- Work instruction:
Everything from the first line of the entries through the line containing "#[derive(Parser)]" is to be retyped exactly, and nothing beyond it.

- Input data:
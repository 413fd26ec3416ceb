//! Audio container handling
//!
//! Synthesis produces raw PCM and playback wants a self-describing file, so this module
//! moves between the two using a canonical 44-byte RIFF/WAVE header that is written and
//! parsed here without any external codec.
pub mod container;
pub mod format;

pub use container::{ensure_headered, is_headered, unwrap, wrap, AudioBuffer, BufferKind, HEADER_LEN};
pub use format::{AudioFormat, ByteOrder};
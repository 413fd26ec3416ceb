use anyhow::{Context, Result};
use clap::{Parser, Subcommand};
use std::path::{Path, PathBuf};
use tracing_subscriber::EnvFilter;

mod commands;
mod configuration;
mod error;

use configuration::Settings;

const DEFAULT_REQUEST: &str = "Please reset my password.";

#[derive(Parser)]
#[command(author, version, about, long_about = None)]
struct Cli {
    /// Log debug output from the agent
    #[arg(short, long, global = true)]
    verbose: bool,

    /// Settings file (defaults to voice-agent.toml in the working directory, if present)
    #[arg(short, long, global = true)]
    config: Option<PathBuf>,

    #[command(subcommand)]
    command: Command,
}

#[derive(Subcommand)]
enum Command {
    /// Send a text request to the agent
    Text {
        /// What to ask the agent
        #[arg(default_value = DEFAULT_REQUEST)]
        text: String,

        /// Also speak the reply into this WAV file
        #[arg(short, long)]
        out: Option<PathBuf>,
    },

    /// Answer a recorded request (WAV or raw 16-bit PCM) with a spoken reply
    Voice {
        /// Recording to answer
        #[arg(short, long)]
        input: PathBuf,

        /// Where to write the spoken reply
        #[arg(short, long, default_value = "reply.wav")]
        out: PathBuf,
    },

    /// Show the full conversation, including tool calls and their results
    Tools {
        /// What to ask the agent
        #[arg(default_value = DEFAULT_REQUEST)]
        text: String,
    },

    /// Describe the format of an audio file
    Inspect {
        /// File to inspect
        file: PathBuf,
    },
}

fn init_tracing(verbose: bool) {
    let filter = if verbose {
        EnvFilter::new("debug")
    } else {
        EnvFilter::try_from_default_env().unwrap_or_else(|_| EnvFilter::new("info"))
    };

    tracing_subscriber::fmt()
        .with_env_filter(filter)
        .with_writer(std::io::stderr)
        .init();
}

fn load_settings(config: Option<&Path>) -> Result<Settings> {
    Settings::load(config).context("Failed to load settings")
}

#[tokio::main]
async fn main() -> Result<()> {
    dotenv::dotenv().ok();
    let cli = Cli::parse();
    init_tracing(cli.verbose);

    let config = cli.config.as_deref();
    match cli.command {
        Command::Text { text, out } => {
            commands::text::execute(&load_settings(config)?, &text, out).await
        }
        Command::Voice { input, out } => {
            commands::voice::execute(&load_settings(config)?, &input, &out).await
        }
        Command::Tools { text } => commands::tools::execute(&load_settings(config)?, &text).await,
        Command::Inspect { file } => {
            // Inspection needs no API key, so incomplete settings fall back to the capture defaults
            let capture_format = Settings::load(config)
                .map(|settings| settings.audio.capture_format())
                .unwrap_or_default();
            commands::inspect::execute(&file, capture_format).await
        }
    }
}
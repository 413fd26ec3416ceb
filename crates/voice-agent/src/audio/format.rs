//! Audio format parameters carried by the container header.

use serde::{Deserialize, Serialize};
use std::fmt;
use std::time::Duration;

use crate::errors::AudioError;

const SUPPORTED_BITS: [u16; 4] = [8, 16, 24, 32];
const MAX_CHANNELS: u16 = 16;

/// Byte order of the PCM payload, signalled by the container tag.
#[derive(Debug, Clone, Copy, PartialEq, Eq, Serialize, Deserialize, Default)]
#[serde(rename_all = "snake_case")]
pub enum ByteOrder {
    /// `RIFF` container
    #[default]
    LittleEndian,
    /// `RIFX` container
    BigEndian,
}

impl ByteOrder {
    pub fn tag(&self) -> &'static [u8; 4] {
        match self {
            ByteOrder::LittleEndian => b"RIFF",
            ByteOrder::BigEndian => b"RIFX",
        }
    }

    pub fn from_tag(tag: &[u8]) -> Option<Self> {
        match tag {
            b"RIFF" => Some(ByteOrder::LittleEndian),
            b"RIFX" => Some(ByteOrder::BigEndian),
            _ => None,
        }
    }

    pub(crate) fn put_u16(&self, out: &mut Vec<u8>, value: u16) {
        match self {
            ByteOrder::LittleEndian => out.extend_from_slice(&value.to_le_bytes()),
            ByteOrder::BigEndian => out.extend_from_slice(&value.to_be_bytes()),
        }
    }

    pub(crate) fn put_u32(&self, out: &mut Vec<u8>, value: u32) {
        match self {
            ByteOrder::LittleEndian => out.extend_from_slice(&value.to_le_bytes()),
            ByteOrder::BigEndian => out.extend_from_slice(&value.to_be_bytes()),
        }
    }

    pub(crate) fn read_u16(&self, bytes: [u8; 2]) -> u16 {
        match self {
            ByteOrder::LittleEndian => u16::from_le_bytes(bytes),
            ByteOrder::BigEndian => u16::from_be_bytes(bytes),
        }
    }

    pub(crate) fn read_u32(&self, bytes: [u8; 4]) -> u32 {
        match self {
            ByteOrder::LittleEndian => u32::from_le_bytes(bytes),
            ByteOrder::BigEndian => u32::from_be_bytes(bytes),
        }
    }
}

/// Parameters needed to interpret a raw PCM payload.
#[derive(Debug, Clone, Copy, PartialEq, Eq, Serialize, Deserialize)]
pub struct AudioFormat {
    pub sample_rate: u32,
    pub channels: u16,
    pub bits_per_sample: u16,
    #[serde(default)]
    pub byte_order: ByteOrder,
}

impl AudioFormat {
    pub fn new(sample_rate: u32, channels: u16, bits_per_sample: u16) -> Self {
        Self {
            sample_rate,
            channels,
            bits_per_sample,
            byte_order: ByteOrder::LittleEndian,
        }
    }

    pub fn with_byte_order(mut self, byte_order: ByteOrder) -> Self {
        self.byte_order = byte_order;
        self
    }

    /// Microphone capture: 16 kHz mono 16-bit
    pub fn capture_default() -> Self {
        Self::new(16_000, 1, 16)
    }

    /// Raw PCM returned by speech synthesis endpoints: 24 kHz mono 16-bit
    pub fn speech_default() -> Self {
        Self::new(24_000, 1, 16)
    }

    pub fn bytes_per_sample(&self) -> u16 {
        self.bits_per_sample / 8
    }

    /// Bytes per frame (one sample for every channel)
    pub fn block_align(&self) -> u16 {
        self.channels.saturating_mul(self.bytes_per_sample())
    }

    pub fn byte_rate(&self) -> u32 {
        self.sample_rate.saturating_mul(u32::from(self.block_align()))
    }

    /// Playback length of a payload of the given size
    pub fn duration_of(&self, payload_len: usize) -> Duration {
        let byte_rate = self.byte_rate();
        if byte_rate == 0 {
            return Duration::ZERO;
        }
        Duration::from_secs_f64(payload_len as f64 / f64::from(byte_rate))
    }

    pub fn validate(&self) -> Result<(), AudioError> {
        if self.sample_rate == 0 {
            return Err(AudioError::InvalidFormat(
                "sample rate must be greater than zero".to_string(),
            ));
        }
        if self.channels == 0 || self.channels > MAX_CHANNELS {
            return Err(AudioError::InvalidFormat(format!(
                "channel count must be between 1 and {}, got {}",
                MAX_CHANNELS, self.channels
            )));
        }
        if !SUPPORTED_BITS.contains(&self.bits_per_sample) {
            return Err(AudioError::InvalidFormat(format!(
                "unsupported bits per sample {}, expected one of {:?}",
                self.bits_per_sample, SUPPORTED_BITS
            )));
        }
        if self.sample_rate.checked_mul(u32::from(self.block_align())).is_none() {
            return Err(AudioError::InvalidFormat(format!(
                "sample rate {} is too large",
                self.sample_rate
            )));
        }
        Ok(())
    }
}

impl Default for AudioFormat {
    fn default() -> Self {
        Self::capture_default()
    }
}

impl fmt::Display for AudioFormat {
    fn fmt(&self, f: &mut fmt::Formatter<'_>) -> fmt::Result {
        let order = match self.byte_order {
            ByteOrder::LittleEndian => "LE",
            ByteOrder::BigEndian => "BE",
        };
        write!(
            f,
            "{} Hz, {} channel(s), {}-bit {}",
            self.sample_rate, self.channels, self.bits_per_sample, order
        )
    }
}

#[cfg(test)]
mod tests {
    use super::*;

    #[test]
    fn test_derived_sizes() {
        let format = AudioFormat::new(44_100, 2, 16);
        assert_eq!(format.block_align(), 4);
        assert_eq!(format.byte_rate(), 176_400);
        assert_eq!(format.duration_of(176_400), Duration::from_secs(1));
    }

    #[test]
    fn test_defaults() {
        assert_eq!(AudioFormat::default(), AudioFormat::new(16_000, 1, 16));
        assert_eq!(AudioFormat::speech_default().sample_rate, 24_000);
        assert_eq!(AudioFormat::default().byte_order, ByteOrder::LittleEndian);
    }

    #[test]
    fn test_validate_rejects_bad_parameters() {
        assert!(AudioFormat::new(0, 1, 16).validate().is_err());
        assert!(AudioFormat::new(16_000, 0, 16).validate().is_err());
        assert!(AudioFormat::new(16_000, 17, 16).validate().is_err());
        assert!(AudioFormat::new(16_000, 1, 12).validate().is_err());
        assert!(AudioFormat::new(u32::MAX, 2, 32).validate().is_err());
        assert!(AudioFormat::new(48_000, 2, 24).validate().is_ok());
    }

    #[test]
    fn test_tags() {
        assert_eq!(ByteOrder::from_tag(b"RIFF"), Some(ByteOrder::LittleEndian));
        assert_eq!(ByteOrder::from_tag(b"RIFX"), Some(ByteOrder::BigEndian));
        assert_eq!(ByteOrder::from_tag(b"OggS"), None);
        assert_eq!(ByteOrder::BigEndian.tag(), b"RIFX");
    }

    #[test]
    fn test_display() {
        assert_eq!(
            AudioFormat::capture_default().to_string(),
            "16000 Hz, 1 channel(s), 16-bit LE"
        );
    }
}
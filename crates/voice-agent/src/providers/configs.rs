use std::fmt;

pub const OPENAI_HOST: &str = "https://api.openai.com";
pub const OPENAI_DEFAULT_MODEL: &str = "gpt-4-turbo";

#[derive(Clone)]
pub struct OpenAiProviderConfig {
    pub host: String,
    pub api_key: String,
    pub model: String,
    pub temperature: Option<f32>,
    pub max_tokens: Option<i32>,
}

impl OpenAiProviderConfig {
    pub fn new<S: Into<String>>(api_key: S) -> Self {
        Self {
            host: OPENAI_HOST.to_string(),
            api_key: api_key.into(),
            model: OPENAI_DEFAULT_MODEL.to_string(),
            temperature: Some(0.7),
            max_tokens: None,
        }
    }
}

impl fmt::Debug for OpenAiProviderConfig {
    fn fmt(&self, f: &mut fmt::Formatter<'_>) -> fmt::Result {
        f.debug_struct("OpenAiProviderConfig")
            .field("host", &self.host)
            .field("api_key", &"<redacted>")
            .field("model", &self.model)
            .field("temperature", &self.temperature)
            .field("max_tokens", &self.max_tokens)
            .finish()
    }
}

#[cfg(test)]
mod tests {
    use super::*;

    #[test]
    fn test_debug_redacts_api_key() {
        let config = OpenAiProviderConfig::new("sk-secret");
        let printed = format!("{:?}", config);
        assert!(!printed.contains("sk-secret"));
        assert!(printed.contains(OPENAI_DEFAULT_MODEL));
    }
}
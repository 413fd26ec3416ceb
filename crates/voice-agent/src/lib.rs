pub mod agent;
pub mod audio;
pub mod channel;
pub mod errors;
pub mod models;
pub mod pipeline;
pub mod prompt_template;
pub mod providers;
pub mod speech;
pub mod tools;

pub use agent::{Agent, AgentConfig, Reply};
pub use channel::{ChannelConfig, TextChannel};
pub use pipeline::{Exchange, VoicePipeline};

- Written solution:
repository 413fd26ec3416ceb
//! Audio container handling
//!
//! Synthesis produces raw PCM and playback wants a self-describing file, so this module
//! moves between the two using a canonical 44-byte RIFF/WAVE header that is written and
//! parsed here without any external codec.
pub mod container;
pub mod format;

pub use container::{ensure_headered, is_headered, unwrap, wrap, AudioBuffer, BufferKind, HEADER_LEN};
pub use format::{AudioFormat, ByteOrder};
repository 413fd26ec3416ceb
use anyhow::{Context, Result};
use clap::{Parser, Subcommand};
use std::path::{Path, PathBuf};
use tracing_subscriber::EnvFilter;

mod commands;
mod configuration;
mod error;

use configuration::Settings;

const DEFAULT_REQUEST: &str = "Please reset my password.";

#[derive(Parser)]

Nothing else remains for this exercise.